AIM OF THE EXERCISE: Read the lines below. Copy out any that hold the string "default".

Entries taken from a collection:
------------------------------------------------

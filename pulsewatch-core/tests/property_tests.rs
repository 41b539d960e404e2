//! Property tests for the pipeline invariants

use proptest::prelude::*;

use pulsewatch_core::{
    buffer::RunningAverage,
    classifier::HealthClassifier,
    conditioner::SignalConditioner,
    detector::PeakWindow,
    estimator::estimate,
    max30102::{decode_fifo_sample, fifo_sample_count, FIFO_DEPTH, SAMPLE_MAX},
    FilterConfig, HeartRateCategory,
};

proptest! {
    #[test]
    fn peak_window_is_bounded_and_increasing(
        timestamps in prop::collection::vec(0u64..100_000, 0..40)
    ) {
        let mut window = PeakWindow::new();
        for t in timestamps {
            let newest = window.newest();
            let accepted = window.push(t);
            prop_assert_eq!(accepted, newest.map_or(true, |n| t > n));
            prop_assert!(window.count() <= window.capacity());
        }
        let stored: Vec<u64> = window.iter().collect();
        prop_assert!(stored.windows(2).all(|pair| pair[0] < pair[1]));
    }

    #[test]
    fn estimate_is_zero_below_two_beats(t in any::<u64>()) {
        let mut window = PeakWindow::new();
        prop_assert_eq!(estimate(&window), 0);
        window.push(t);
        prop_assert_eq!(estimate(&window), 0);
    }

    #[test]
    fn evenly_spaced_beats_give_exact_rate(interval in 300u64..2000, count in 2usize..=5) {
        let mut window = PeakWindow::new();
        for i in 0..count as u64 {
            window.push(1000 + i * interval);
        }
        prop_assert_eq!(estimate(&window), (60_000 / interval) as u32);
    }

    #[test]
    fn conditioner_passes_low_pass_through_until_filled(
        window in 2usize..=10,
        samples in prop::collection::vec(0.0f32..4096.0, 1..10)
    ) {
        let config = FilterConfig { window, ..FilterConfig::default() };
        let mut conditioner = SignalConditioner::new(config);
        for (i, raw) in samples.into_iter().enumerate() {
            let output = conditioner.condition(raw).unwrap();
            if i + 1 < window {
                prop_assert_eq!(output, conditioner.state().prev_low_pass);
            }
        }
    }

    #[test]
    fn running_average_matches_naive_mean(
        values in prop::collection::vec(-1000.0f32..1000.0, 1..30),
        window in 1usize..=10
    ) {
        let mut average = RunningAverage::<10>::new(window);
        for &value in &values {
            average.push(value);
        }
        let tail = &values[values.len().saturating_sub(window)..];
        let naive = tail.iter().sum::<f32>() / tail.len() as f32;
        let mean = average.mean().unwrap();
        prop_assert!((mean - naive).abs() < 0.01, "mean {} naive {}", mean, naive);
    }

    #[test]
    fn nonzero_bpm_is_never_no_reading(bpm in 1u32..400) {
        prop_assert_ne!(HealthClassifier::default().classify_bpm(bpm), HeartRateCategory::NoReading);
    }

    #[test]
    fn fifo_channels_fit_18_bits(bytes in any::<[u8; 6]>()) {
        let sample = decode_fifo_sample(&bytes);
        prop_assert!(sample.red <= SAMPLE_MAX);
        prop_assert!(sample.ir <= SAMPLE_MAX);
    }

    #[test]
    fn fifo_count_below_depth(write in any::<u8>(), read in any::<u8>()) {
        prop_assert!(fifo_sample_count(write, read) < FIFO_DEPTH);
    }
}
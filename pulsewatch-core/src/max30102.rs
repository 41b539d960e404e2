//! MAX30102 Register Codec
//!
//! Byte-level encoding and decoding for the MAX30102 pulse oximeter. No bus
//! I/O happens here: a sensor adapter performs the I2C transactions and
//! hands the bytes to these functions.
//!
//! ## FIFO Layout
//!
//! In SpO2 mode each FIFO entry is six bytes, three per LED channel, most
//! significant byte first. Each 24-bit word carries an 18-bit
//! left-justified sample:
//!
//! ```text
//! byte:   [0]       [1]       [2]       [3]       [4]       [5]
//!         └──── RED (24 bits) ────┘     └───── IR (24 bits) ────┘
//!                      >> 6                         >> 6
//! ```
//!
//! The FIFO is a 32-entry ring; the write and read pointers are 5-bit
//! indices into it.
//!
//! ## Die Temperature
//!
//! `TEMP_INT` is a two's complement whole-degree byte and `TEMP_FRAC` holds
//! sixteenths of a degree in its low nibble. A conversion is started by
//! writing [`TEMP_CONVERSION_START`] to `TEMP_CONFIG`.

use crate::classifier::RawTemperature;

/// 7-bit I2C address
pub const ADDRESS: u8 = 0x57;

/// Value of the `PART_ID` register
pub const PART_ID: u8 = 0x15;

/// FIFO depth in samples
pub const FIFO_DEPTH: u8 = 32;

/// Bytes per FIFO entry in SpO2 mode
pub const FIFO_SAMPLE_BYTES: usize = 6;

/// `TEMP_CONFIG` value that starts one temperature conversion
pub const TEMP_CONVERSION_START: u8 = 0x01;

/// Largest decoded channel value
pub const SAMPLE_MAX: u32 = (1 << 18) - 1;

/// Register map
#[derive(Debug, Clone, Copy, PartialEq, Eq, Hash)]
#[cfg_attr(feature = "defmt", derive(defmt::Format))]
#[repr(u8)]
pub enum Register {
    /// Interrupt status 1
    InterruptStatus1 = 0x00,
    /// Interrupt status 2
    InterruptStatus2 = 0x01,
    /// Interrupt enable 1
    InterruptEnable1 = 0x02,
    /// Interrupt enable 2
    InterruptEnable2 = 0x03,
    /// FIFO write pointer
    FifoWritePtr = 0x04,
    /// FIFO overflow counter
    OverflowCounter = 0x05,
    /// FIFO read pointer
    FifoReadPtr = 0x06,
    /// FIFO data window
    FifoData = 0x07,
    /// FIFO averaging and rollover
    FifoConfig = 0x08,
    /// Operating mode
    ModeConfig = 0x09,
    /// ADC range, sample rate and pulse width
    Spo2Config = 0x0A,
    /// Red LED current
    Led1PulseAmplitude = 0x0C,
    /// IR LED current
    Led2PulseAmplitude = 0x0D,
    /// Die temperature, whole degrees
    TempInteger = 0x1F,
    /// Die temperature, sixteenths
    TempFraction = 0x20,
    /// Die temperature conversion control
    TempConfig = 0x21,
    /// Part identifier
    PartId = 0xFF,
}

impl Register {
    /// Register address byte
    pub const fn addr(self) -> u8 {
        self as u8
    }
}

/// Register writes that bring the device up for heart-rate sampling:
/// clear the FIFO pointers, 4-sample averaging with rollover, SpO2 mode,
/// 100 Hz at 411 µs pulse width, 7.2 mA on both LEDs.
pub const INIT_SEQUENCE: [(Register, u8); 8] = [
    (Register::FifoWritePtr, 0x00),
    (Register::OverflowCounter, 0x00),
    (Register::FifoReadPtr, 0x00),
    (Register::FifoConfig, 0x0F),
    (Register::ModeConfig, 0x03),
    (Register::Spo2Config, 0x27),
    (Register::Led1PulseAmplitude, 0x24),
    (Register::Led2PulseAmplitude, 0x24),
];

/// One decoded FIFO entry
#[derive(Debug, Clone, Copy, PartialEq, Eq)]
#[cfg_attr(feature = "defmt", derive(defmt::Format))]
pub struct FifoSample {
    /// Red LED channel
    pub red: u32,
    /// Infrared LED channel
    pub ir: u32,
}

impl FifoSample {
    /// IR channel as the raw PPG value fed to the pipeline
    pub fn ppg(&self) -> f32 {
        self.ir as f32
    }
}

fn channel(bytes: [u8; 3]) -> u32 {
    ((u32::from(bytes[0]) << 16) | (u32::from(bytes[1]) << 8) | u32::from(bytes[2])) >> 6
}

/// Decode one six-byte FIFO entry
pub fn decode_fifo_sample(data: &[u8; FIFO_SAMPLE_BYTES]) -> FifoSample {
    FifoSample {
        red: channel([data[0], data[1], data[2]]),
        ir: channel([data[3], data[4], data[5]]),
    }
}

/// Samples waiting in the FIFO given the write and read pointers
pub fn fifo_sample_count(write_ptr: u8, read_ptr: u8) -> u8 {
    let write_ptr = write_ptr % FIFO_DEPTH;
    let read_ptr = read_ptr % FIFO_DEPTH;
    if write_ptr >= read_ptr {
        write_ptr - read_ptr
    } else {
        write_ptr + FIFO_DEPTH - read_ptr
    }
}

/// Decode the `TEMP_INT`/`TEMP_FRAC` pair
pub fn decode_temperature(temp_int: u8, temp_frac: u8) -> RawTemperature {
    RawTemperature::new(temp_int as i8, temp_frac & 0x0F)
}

------------------------------------------------

EXPECTED OUTPUT:
        let config = FilterConfig { window, ..FilterConfig::default() };
        prop_assert_ne!(HealthClassifier::default().classify_bpm(bpm), HeartRateCategory::NoReading);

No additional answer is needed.